Type 1 diabetes is characterized by autoimmune destruction of insulin-producing β cells in the pancreas by CD4+ and CD8+ T cells and macrophages infiltrating the islets.1 The disease accounts for about 10% of all cases of diabetes, occurs most commonly in people of European descent and affects 2 million people in Europe and North America. There is a marked geographic variation in incidence, with a child in Finland being about 400 times more likely than a child in Venezuela to acquire the disease (Fig. 1). The current global increase in incidence of 3% per year is well reported,2 and it is predicted that the incidence of type 1 diabetes will be 40% higher in 2010 than in 1998.3 This rapid rise strongly suggests that the action of the environment on susceptibility genes contributes to the evolving epidemiology of type 1 diabetes.

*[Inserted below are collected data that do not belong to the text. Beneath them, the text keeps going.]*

//! Flat-array regret storage shared by every CFR variant.
//!
//! Data is organized by *node*, where each node has a fixed number of actions
//! and info sets. For node `n`, info set `h`, action `a`:
//!
//!   index = offsets[n] + h * num_actions[n] + a
//!
//! All info sets at one tree position stay contiguous, so a full sweep over
//! the buckets of a node walks memory linearly.

use serde::Serialize;

/// How accumulated regret is stored between iterations.
#[derive(Debug, Clone, Copy, PartialEq, Eq, Serialize)]
#[serde(rename_all = "snake_case")]
pub enum RegretRule {
    /// Plain signed accumulation (vanilla CFR).
    Signed,
    /// Regrets floored at zero after every update (CFR+).
    Floored,
}

#[derive(Debug, Clone)]
pub struct RegretTable {
    rule: RegretRule,
    regrets: Vec<f64>,
    cum_strategy: Vec<f64>,
    /// Reach weight accumulated alongside the strategy sum, one per info set.
    visits: Vec<f64>,
    num_actions: Vec<u8>,
    offsets: Vec<usize>,
    visit_offsets: Vec<usize>,
}

impl RegretTable {
    /// Builds a table from a list of `(num_actions, num_infosets)` per node.
    pub fn new(nodes: &[(u8, usize)], rule: RegretRule) -> Self {
        let mut offsets = Vec::with_capacity(nodes.len());
        let mut visit_offsets = Vec::with_capacity(nodes.len());
        let mut num_actions = Vec::with_capacity(nodes.len());
        let mut offset = 0;
        let mut visit_offset = 0;

        for &(actions, infosets) in nodes {
            offsets.push(offset);
            visit_offsets.push(visit_offset);
            num_actions.push(actions);
            offset += actions as usize * infosets;
            visit_offset += infosets;
        }

        RegretTable {
            rule,
            regrets: vec![0.0; offset],
            cum_strategy: vec![0.0; offset],
            visits: vec![0.0; visit_offset],
            num_actions,
            offsets,
            visit_offsets,
        }
    }

    pub fn rule(&self) -> RegretRule {
        self.rule
    }

    #[inline]
    pub fn num_actions(&self, node: usize) -> usize {
        self.num_actions[node] as usize
    }

    #[inline]
    fn base(&self, node: usize, infoset: usize) -> usize {
        self.offsets[node] + infoset * self.num_actions[node] as usize
    }

    pub fn regrets(&self, node: usize, infoset: usize) -> &[f64] {
        let base = self.base(node, infoset);
        &self.regrets[base..base + self.num_actions(node)]
    }

    /// Regret matching: proportional to positive regret, uniform when none is
    /// positive. `out` must hold at least `num_actions(node)` entries.
    #[inline]
    pub fn current_strategy(&self, node: usize, infoset: usize, out: &mut [f64]) {
        let na = self.num_actions(node);
        let regrets = self.regrets(node, infoset);
        let positive_sum: f64 = regrets.iter().map(|r| r.max(0.0)).sum();

        if positive_sum > 0.0 {
            for (o, &r) in out[..na].iter_mut().zip(regrets) {
                *o = r.max(0.0) / positive_sum;
            }
        } else {
            out[..na].fill(1.0 / na as f64);
        }
    }

    /// Normalized strategy sum, or `fallback` when nothing was accumulated.
    pub fn average_strategy(&self, node: usize, infoset: usize, fallback: &[f64], out: &mut [f64]) {
        let na = self.num_actions(node);
        let base = self.base(node, infoset);
        let cum = &self.cum_strategy[base..base + na];
        let total: f64 = cum.iter().sum();

        if total > 1e-12 {
            for (o, &s) in out[..na].iter_mut().zip(cum) {
                *o = s / total;
            }
        } else {
            out[..na].copy_from_slice(&fallback[..na]);
        }
    }

    /// Adds `weight * (value[a] - node_value)` to each action's regret.
    ///
    /// `weight` is the reach of everyone but the acting player, chance
    /// included.
    #[inline]
    pub fn accumulate_regret(
        &mut self,
        node: usize,
        infoset: usize,
        action_values: &[f64],
        node_value: f64,
        weight: f64,
    ) {
        let na = self.num_actions(node);
        let base = self.base(node, infoset);
        let floored = self.rule == RegretRule::Floored;
        for (r, &v) in self.regrets[base..base + na].iter_mut().zip(action_values) {
            *r += weight * (v - node_value);
            if floored && *r < 0.0 {
                *r = 0.0;
            }
        }
    }

    /// Adds `weight * strategy` to the strategy sum and `weight` to the visit
    /// count of the info set.
    #[inline]
    pub fn accumulate_strategy(&mut self, node: usize, infoset: usize, strategy: &[f64], weight: f64) {
        let na = self.num_actions(node);
        let base = self.base(node, infoset);
        for (s, &p) in self.cum_strategy[base..base + na].iter_mut().zip(strategy) {
            *s += weight * p;
        }
        self.visits[self.visit_offsets[node] + infoset] += weight;
    }

    pub fn visit_weight(&self, node: usize, infoset: usize) -> f64 {
        self.visits[self.visit_offsets[node] + infoset]
    }

    /// Sum of positive regret at an info set.
    pub fn positive_regret(&self, node: usize, infoset: usize) -> f64 {
        self.regrets(node, infoset).iter().map(|r| r.max(0.0)).sum()
    }

    /// Adds another run's regrets, strategy sums and visits into this table.
    /// Both tables must share one layout.
    pub fn merge(&mut self, other: &RegretTable) {
        debug_assert_eq!(self.offsets, other.offsets);
        debug_assert_eq!(self.num_actions, other.num_actions);
        for (a, b) in self.regrets.iter_mut().zip(&other.regrets) {
            *a += b;
        }
        for (a, b) in self.cum_strategy.iter_mut().zip(&other.cum_strategy) {
            *a += b;
        }
        for (a, b) in self.visits.iter_mut().zip(&other.visits) {
            *a += b;
        }
    }
}
use thiserror::Error;

use crate::cards::Card;

#[derive(Error, Debug)]
pub enum PokerError {
    #[error("Invalid rank: {0}")]
    InvalidRank(char),

    #[error("Invalid suit: {0}")]
    InvalidSuit(char),

    #[error("Invalid card notation: {0}")]
    InvalidCardNotation(String),

    #[error("Invalid board notation: {0}")]
    InvalidBoardNotation(String),

    #[error("Invalid hand notation: {0}")]
    InvalidHandNotation(String),

    #[error("Card {0} is assigned more than once")]
    DuplicateCard(Card),

    #[error("Board must have 0, 3, 4 or 5 cards, got {0}")]
    InvalidBoardLength(usize),

    #[error("A player can hold at most 2 hole cards, got {0}")]
    TooManyHoleCards(usize),

    #[error("Need between {min} and {max} players, got {got}")]
    InvalidPlayerCount { min: usize, max: usize, got: usize },

    #[error("Need at least {need} cards, got {got}")]
    NotEnoughCards { need: usize, got: usize },

    #[error("At most {max} cards can be evaluated, got {got}")]
    TooManyCards { max: usize, got: usize },

    #[error("Cannot deal {requested} cards, only {available} remaining")]
    NotEnoughDeck { requested: usize, available: usize },

    #[error("Computation was superseded by a newer request")]
    Cancelled,

    #[error("Invalid value: {0}")]
    InvalidValue(String),

    #[error("Config I/O error: {0}")]
    Io(#[from] std::io::Error),

    #[error("JSON error: {0}")]
    JsonError(#[from] serde_json::Error),
}

pub type PokerResult<T> = Result<T, PokerError>;
//! Weighted villain ranges built from the undealt cards.
//!
//! Every two-card combo that survives the dead cards gets a heuristic weight
//! from the opponent profile. The weights are a prior over plausible holdings,
//! not solved frequencies.

use std::collections::HashSet;
use std::fmt;

use clap::ValueEnum;
use rand::rngs::StdRng;
use rand::{Rng, SeedableRng};
use rayon::prelude::*;
use serde::{Deserialize, Serialize};

use crate::cancel::{is_cancelled, Ticket};
use crate::cards::{hand_combos, simplify_hand, Card, RANKS_STR};
use crate::config::EngineConfig;
use crate::equity::hand_vs_hand_equity;
use crate::error::{PokerError, PokerResult};

#[derive(Debug, Clone, Copy, PartialEq, Eq, Hash, Default, Serialize, Deserialize, ValueEnum)]
#[serde(rename_all = "lowercase")]
pub enum Profile {
    #[default]
    Balanced,
    Tight,
    Loose,
    Aggressive,
}

impl Profile {
    pub const ALL: [Profile; 4] = [Profile::Balanced, Profile::Tight, Profile::Loose, Profile::Aggressive];

    pub fn as_str(self) -> &'static str {
        match self {
            Profile::Balanced => "balanced",
            Profile::Tight => "tight",
            Profile::Loose => "loose",
            Profile::Aggressive => "aggressive",
        }
    }

    /// Prior weight of a two-card combo.
    pub fn weight(self, a: Card, b: Card) -> f64 {
        let (hi, lo) = if a.rank >= b.rank { (a.rank, b.rank) } else { (b.rank, a.rank) };
        let high = hi.index() as f64;
        let low = lo.index() as f64;
        let gap = high - low;
        let pair = if hi == lo { 1.0 } else { 0.0 };
        let suited = if a.suit == b.suit { 1.0 } else { 0.0 };

        match self {
            Profile::Balanced => 1.0 + 0.6 * pair + 0.25 * suited + (high - 7.0).max(0.0) / 12.0,
            Profile::Tight => 0.3 + (high + low) / 20.0 + 1.1 * pair + 0.2 * suited,
            Profile::Loose => 0.8 + (14.0 - gap.max(0.0)) / 18.0 + 0.5 * suited + 0.7 * pair,
            Profile::Aggressive => {
                let connected = if gap == 1.0 { 1.0 } else { 0.0 };
                let close = if gap <= 2.0 { 1.0 } else { 0.0 };
                0.9 + 0.7 * connected + 0.5 * suited + 0.9 * pair + 0.3 * close
            }
        }
    }
}

impl fmt::Display for Profile {
    fn fmt(&self, f: &mut fmt::Formatter<'_>) -> fmt::Result {
        f.write_str(self.as_str())
    }
}

#[derive(Debug, Clone, PartialEq, Serialize)]
pub struct WeightedCombo {
    pub cards: [Card; 2],
    pub weight: f64,
    /// Running total of weights up to and including this combo.
    pub cumulative: f64,
    /// Hero's pot share against this combo, once annotated.
    pub hero_equity: f64,
}

impl WeightedCombo {
    pub fn mask(&self) -> u64 {
        self.cards[0].mask() | self.cards[1].mask()
    }

    /// Short class label such as "AKs" or "99".
    pub fn label(&self) -> String {
        simplify_hand(&self.cards).unwrap_or_default()
    }
}

#[derive(Debug, Clone, PartialEq, Serialize)]
pub struct VillainRange {
    profile: Profile,
    combos: Vec<WeightedCombo>,
    total_weight: f64,
}

/// Weights every unordered pair of `available` under `profile`.
pub fn build_range(available: &[Card], profile: Profile) -> VillainRange {
    let mut combos = Vec::with_capacity(available.len() * available.len().saturating_sub(1) / 2);
    for (i, &a) in available.iter().enumerate() {
        for &b in &available[i + 1..] {
            let weight = profile.weight(a, b);
            if weight > 0.0 {
                combos.push(WeightedCombo {
                    cards: [a, b],
                    weight,
                    cumulative: 0.0,
                    hero_equity: 0.0,
                });
            }
        }
    }
    VillainRange::from_combos(profile, combos)
}

impl VillainRange {
    fn from_combos(profile: Profile, mut combos: Vec<WeightedCombo>) -> Self {
        let mut running = 0.0;
        for combo in combos.iter_mut() {
            running += combo.weight;
            combo.cumulative = running;
        }
        VillainRange {
            profile,
            combos,
            total_weight: running,
        }
    }

    pub fn profile(&self) -> Profile {
        self.profile
    }

    pub fn combos(&self) -> &[WeightedCombo] {
        &self.combos
    }

    pub fn len(&self) -> usize {
        self.combos.len()
    }

    pub fn is_empty(&self) -> bool {
        self.combos.is_empty()
    }

    pub fn total_weight(&self) -> f64 {
        self.total_weight
    }

    /// A range can be solved against only when it carries positive weight.
    pub fn is_usable(&self) -> bool {
        !self.combos.is_empty() && self.total_weight > 0.0
    }

    /// Index of a combo drawn with probability proportional to its weight.
    pub fn sample_index<R: Rng + ?Sized>(&self, rng: &mut R) -> Option<usize> {
        if !self.is_usable() {
            return None;
        }
        let target = rng.gen::<f64>() * self.total_weight;
        let idx = self.combos.partition_point(|c| c.cumulative <= target);
        Some(idx.min(self.combos.len() - 1))
    }

    /// Weighted average of the annotated hero equities.
    pub fn hero_equity(&self) -> f64 {
        if !self.is_usable() {
            return 0.0;
        }
        self.combos.iter().map(|c| c.weight * c.hero_equity).sum::<f64>() / self.total_weight
    }

    /// Sets every combo's hero equity from an external source.
    pub fn assign_hero_equity<F: FnMut(&WeightedCombo) -> f64>(&mut self, mut equity_of: F) {
        for combo in self.combos.iter_mut() {
            combo.hero_equity = equity_of(combo);
        }
    }

    /// Keeps only the combos matched by range notation like `"TT+,AKs,KQo"`.
    pub fn restrict(&self, notation: &str) -> PokerResult<VillainRange> {
        let mut allowed = HashSet::new();
        for hand in parse_range(notation) {
            for (a, b) in hand_combos(&hand)? {
                allowed.insert(a.mask() | b.mask());
            }
        }
        if allowed.is_empty() {
            return Err(PokerError::InvalidHandNotation(notation.to_string()));
        }
        let kept = self
            .combos
            .iter()
            .filter(|c| allowed.contains(&c.mask()))
            .cloned()
            .collect();
        Ok(VillainRange::from_combos(self.profile, kept))
    }

    /// Fills in `hero_equity` for every combo.
    ///
    /// `live` is the undealt deck the range was built from. Runouts for a
    /// combo come from `live` minus that combo.
    ///
    /// Combos run in parallel, each on its own generator seeded from `seed`
    /// and the combo index, so the result does not depend on scheduling.
    /// Returns the total number of simulated boards.
    pub fn annotate_hero_equity(
        &mut self,
        hero: [Card; 2],
        board: &[Card],
        live: &[Card],
        config: &EngineConfig,
        seed: u64,
        ticket: Option<&Ticket>,
    ) -> PokerResult<u64> {
        let enumeration_limit = config.combo_enumeration_limit;
        let samples = config.combo_equity_samples;
        self.combos
            .par_iter_mut()
            .enumerate()
            .map(|(idx, combo)| -> PokerResult<u64> {
                if is_cancelled(ticket) {
                    return Err(PokerError::Cancelled);
                }
                let mut rng = StdRng::seed_from_u64(seed ^ idx as u64);
                let (equity, sims) = hand_vs_hand_equity(
                    hero,
                    combo.cards,
                    board,
                    live,
                    enumeration_limit,
                    samples,
                    &mut rng,
                )?;
                combo.hero_equity = equity;
                Ok(sims)
            })
            .try_reduce(|| 0, |a, b| Ok(a + b))
    }
}

// ---------------------------------------------------------------------------
// Range notation
// ---------------------------------------------------------------------------

/// Expands comma-separated range notation into hand classes.
///
/// Supports plus ranges (`"TT+"`, `"ATs+"`), dash ranges (`"77-TT"`,
/// `"KTs-KQs"`), single classes and specific combos (`"AsKh"`).
pub fn parse_range(range_str: &str) -> Vec<String> {
    let mut hands = Vec::new();
    let mut seen = HashSet::new();
    for part in range_str.replace(' ', "").split(',') {
        let part = part.trim();
        if part.is_empty() {
            continue;
        }
        let expanded = if let Some(base) = part.strip_suffix('+') {
            expand_plus(base)
        } else if part.contains('-') && part.len() > 3 {
            expand_dash(part)
        } else {
            vec![part.to_string()]
        };
        for hand in expanded {
            if seen.insert(hand.clone()) {
                hands.push(hand);
            }
        }
    }
    hands
}

fn expand_plus(base: &str) -> Vec<String> {
    let chars: Vec<char> = base.chars().collect();
    let ranks: Vec<char> = RANKS_STR.chars().collect();

    // Pair: "TT+"
    if chars.len() == 2 && chars[0] == chars[1] {
        if let Some(idx) = RANKS_STR.find(chars[0]) {
            return (idx..ranks.len()).map(|i| format!("{}{}", ranks[i], ranks[i])).collect();
        }
    }

    // Suited/offsuit: "ATs+"
    if chars.len() == 3 {
        let (high, low, kind) = (chars[0], chars[1], chars[2]);
        if let (Some(lo), Some(hi)) = (RANKS_STR.find(low), RANKS_STR.find(high)) {
            return (lo..hi).map(|i| format!("{}{}{}", high, ranks[i], kind)).collect();
        }
    }

    vec![base.to_string()]
}

fn expand_dash(range_str: &str) -> Vec<String> {
    let Some((start, end)) = range_str.split_once('-') else {
        return vec![range_str.to_string()];
    };
    let s: Vec<char> = start.chars().collect();
    let e: Vec<char> = end.chars().collect();
    let ranks: Vec<char> = RANKS_STR.chars().collect();

    // Pair range: "77-TT"
    if s.len() == 2 && e.len() == 2 && s[0] == s[1] && e[0] == e[1] {
        if let (Some(si), Some(ei)) = (RANKS_STR.find(s[0]), RANKS_STR.find(e[0])) {
            return (si.min(ei)..=si.max(ei))
                .map(|i| format!("{}{}", ranks[i], ranks[i]))
                .collect();
        }
    }

    // Suited/offsuit range: "KTs-KQs"
    if s.len() == 3 && e.len() == 3 && s[0] == e[0] && s[2] == e[2] {
        if let (Some(si), Some(ei)) = (RANKS_STR.find(s[1]), RANKS_STR.find(e[1])) {
            return (si.min(ei)..=si.max(ei))
                .map(|i| format!("{}{}{}", s[0], ranks[i], s[2]))
                .collect();
        }
    }

    vec![range_str.to_string()]
}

Before safe and rational therapies can be offered in a clinical setting, a detailed understanding of the immune-mediated process that results in type 1 diabetes is required, as is the accurate identification of those at risk of the disease. The immunogenetics of type 1 diabetes has become the model upon which other complex disorders are studied, and in this article we review the importance of recent insights into the pathogenesis and natural history of type 1 diabetes and consider current therapeutic strategies.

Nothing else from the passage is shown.